Like I mentioned in a previous post, whatever your belief is will become a huge stepping stone on your journey. Yesterday when the sorrow tried to creep in, I took a long hot shower and as I allowed the water to completely envelope me, I silently asked for the water spirits to cleanse my aura and to seal any gaps my energy may have. As I was doing this, it felt wonderful. The warm water flowing down my energy... cleansing all of the negative thoughts away, sealing any holes there may have been .... it was just a wonderful experience. I truly felt better for a little while after the shower, but then it hit me again that it was my husband's birthday.
Early this morning at 1:00 AM just as it did last month (December), I woke up with a horrible sorrow. At 1:00 AM is when I found my husband in the hospital bed dead. So today, has not been the best day I have had. The weekend before I took my husband to the hospital, he had an episode during the night and he mumbled (because he was losing his speech) to help him. This morning when I took Sweetie outside to go to the restroom, one of my neighbors across the street was standing on his porch saying help me!
I got over to him as fast as I could with Sweetie freaking out because she does not like strangers... but if I hadn't stopped him, he was about to fall down the porch stairs. After I got one of his family members outside to help him get inside, as I was walking across the street I thought I was going to faint. The only thing I could think of was getting Sweetie and myself into the house. Once inside I felt like I was in shock because when I heard my neighbor asking for help, all I could hear was my husband from that weekend asking me for help.

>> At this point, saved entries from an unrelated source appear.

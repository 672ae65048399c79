use async_trait::async_trait;
use reqwest::Method;
use servizor_application::ports::CatalogPort;
use servizor_domain::{CatalogEndpoint, CatalogService, DomainError, Interface};
use tracing::{debug, info, instrument};

use super::session::KeystoneSession;
use super::wire::{
    EndpointEnvelope, EndpointFields, EndpointWrite, EndpointsEnvelope, ServiceEnvelope,
    ServiceFields, ServiceWrite, ServicesEnvelope,
};

/// [`CatalogPort`] backed by the Keystone v3 REST API.
pub struct KeystoneCatalog {
    session: KeystoneSession,
}

impl KeystoneCatalog {
    pub fn new(session: KeystoneSession) -> Self {
        Self { session }
    }
}

#[async_trait]
impl CatalogPort for KeystoneCatalog {
    #[instrument(skip(self))]
    async fn find_service(&self, service_type: &str) -> Result<CatalogService, DomainError> {
        let envelope: ServicesEnvelope = self
            .session
            .get("services", &[("type", service_type)])
            .await?;

        // Older deployments ignore the type filter.
        let mut matches: Vec<CatalogService> = envelope
            .services
            .into_iter()
            .filter(|s| s.service_type == service_type)
            .map(CatalogService::from)
            .collect();

        match matches.len() {
            0 => Err(DomainError::RemoteNotFound(format!(
                "No service of type {}",
                service_type
            ))),
            1 => Ok(matches.remove(0)),
            n => Err(DomainError::Remote(format!(
                "{} services of type {} registered",
                n, service_type
            ))),
        }
    }

    #[instrument(skip(self, description))]
    async fn create_service(
        &self,
        name: &str,
        service_type: &str,
        description: Option<&str>,
    ) -> Result<CatalogService, DomainError> {
        let body = ServiceWrite {
            service: ServiceFields {
                name,
                service_type: Some(service_type),
                description,
                enabled: Some(true),
            },
        };
        let envelope: ServiceEnvelope = self.session.send(Method::POST, "services", &body).await?;
        info!(id = %envelope.service.id, "Service created");
        Ok(envelope.service.into())
    }

    #[instrument(skip(self, service, description), fields(id = %service.id))]
    async fn update_service(
        &self,
        service: &CatalogService,
        name: &str,
        description: Option<&str>,
    ) -> Result<CatalogService, DomainError> {
        let body = ServiceWrite {
            service: ServiceFields {
                name,
                service_type: None,
                description,
                enabled: None,
            },
        };
        let path = format!("services/{}", service.id);
        let envelope: ServiceEnvelope = self.session.send(Method::PATCH, &path, &body).await?;
        debug!("Service updated");
        Ok(envelope.service.into())
    }

    #[instrument(skip(self))]
    async fn list_endpoints(
        &self,
        service_id: &str,
        region: &str,
        interface: Interface,
    ) -> Result<Vec<CatalogEndpoint>, DomainError> {
        let envelope: EndpointsEnvelope = self
            .session
            .get(
                "endpoints",
                &[
                    ("service_id", service_id),
                    ("interface", interface.as_str()),
                    ("region_id", region),
                ],
            )
            .await?;

        envelope
            .endpoints
            .into_iter()
            .filter(|e| {
                e.service_id == service_id
                    && e.interface.eq_ignore_ascii_case(interface.as_str())
                    && e.region() == region
            })
            .map(CatalogEndpoint::try_from)
            .collect()
    }

    #[instrument(skip(self))]
    async fn create_endpoint(
        &self,
        service_id: &str,
        url: &str,
        interface: Interface,
        region: &str,
    ) -> Result<CatalogEndpoint, DomainError> {
        let body = EndpointWrite {
            endpoint: EndpointFields {
                service_id: Some(service_id),
                url,
                interface: Some(interface.as_str()),
                region_id: Some(region),
            },
        };
        let envelope: EndpointEnvelope =
            self.session.send(Method::POST, "endpoints", &body).await?;
        info!(id = %envelope.endpoint.id, "Endpoint created");
        envelope.endpoint.try_into()
    }

    #[instrument(skip(self, endpoint), fields(id = %endpoint.id))]
    async fn update_endpoint(
        &self,
        endpoint: &CatalogEndpoint,
        url: &str,
    ) -> Result<CatalogEndpoint, DomainError> {
        let body = EndpointWrite {
            endpoint: EndpointFields {
                service_id: None,
                url,
                interface: None,
                region_id: None,
            },
        };
        let path = format!("endpoints/{}", endpoint.id);
        let envelope: EndpointEnvelope = self.session.send(Method::PATCH, &path, &body).await?;
        debug!("Endpoint updated");
        envelope.endpoint.try_into()
    }
}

Even though each of us goes through these kind of emotions today, tomorrow will be different. If we feel we need to be sad and grieve today, that is what we need to do. We hope tomorrow will be brighter, and if it is that will be wonderful, if it isn't we will get through it the best way we can. To be honest, there are a lot of days that I do not know how to make things better... I feel dead inside, but once Sweetie comes over to me and nuzzles my arm or hand, or she squeezes her head between my arm (yeah, I know don't ask) I swear everything changes.
Sweetie, my little darling has truly whole-heartedly been my lifesaver. If I could give anyone grieving a piece of advice today, it would be PLEASE get yourself a dog or cat. Sweetie is my daily prescription of happiness. If not for her, it scares me to think where I may be.
If you decide to get yourself a dog or a cat.. please go online and check your local animal shelters. There are a lot of animals that need someone to love, and they need someone to love them back. I adopted Sweetie from a shelter and today, I thank the Divine every day for bringing her to me. It has been a hard road for her because whoever owned her before must have treated her horrible....she is scare to death of everything. But now that it is just her and I, I think we are good for each other and helping each other get through our sadness and hurt.
Speaking of... she is laying at my office doorway looking at me as if to say, Okay Mom it is my time now... let's go outside!